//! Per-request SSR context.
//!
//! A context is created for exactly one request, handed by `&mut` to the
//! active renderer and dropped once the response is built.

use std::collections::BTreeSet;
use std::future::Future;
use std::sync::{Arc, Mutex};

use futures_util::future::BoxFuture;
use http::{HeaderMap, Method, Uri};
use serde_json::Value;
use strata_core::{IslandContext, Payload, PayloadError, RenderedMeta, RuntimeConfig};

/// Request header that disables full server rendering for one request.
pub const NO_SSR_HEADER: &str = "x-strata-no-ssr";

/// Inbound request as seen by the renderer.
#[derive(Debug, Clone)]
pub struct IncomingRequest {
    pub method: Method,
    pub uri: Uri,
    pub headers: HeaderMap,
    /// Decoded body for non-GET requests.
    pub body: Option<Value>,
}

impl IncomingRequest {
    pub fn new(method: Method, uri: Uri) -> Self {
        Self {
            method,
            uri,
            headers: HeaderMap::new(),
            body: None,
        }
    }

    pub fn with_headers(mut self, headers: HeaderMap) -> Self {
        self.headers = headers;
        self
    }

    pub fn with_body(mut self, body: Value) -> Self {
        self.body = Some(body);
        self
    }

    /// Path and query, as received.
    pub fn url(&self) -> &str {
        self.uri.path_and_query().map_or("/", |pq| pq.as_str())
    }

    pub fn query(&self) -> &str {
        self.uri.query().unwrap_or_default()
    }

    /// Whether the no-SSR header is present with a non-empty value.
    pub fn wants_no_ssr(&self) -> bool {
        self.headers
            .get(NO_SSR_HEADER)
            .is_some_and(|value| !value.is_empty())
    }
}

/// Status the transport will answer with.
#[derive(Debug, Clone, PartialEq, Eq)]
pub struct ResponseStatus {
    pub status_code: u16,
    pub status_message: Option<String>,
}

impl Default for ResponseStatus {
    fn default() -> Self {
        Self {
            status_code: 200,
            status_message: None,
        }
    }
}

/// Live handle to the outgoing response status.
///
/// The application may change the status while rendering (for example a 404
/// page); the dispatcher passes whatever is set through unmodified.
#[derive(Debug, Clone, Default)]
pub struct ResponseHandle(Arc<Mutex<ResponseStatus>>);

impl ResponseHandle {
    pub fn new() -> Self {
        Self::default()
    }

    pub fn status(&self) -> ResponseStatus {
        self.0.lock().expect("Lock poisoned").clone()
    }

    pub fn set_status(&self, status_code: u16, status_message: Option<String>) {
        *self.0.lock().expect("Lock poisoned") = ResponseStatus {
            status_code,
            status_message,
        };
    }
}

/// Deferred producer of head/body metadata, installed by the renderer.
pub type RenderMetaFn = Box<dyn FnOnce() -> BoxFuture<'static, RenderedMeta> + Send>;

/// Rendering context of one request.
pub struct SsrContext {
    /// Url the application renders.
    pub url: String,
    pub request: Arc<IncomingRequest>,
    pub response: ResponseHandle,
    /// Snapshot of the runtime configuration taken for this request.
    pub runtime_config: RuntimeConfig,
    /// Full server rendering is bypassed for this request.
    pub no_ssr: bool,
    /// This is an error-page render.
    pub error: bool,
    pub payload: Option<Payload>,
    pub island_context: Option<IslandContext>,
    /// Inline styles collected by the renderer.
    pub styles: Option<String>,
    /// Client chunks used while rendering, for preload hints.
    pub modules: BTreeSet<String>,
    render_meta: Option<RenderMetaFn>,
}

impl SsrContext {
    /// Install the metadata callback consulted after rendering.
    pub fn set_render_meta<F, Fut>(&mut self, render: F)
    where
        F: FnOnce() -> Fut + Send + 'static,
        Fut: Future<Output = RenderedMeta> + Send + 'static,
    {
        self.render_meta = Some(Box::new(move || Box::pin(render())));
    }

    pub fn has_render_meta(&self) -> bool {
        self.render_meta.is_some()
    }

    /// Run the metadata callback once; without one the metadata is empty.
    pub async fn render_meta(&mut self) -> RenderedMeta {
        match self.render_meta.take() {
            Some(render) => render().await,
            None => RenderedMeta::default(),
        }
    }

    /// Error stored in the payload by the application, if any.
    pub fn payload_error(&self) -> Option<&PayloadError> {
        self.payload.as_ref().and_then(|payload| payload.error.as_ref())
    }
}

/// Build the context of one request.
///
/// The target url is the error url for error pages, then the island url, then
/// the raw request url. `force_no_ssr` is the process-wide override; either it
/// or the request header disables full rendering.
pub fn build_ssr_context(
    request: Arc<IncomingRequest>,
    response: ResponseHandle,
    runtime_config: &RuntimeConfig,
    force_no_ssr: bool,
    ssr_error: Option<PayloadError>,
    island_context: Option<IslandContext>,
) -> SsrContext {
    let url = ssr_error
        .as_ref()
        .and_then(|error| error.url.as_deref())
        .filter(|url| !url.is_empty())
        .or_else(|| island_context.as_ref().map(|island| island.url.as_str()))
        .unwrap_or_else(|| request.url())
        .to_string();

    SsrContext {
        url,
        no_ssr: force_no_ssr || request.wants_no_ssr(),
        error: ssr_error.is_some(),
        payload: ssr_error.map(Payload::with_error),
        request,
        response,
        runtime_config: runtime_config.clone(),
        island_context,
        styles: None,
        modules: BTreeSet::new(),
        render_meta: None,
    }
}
+++
Task goal:
From the line that has "a non-empty value." through the line that has "u16, status_message: Option<String>)", copy every line exactly as it appears above, and leave out all others.

Reply:
    /// Whether the no-SSR header is present with a non-empty value.
    pub fn wants_no_ssr(&self) -> bool {
        self.headers
            .get(NO_SSR_HEADER)
            .is_some_and(|value| !value.is_empty())
    }
}

/// Status the transport will answer with.
#[derive(Debug, Clone, PartialEq, Eq)]
pub struct ResponseStatus {
    pub status_code: u16,
    pub status_message: Option<String>,
}

impl Default for ResponseStatus {
    fn default() -> Self {
        Self {
            status_code: 200,
            status_message: None,
        }
    }
}

/// Live handle to the outgoing response status.
///
/// The application may change the status while rendering (for example a 404
/// page); the dispatcher passes whatever is set through unmodified.
#[derive(Debug, Clone, Default)]
pub struct ResponseHandle(Arc<Mutex<ResponseStatus>>);

impl ResponseHandle {
    pub fn new() -> Self {
        Self::default()
    }

    pub fn status(&self) -> ResponseStatus {
        self.0.lock().expect("Lock poisoned").clone()
    }

    pub fn set_status(&self, status_code: u16, status_message: Option<String>) {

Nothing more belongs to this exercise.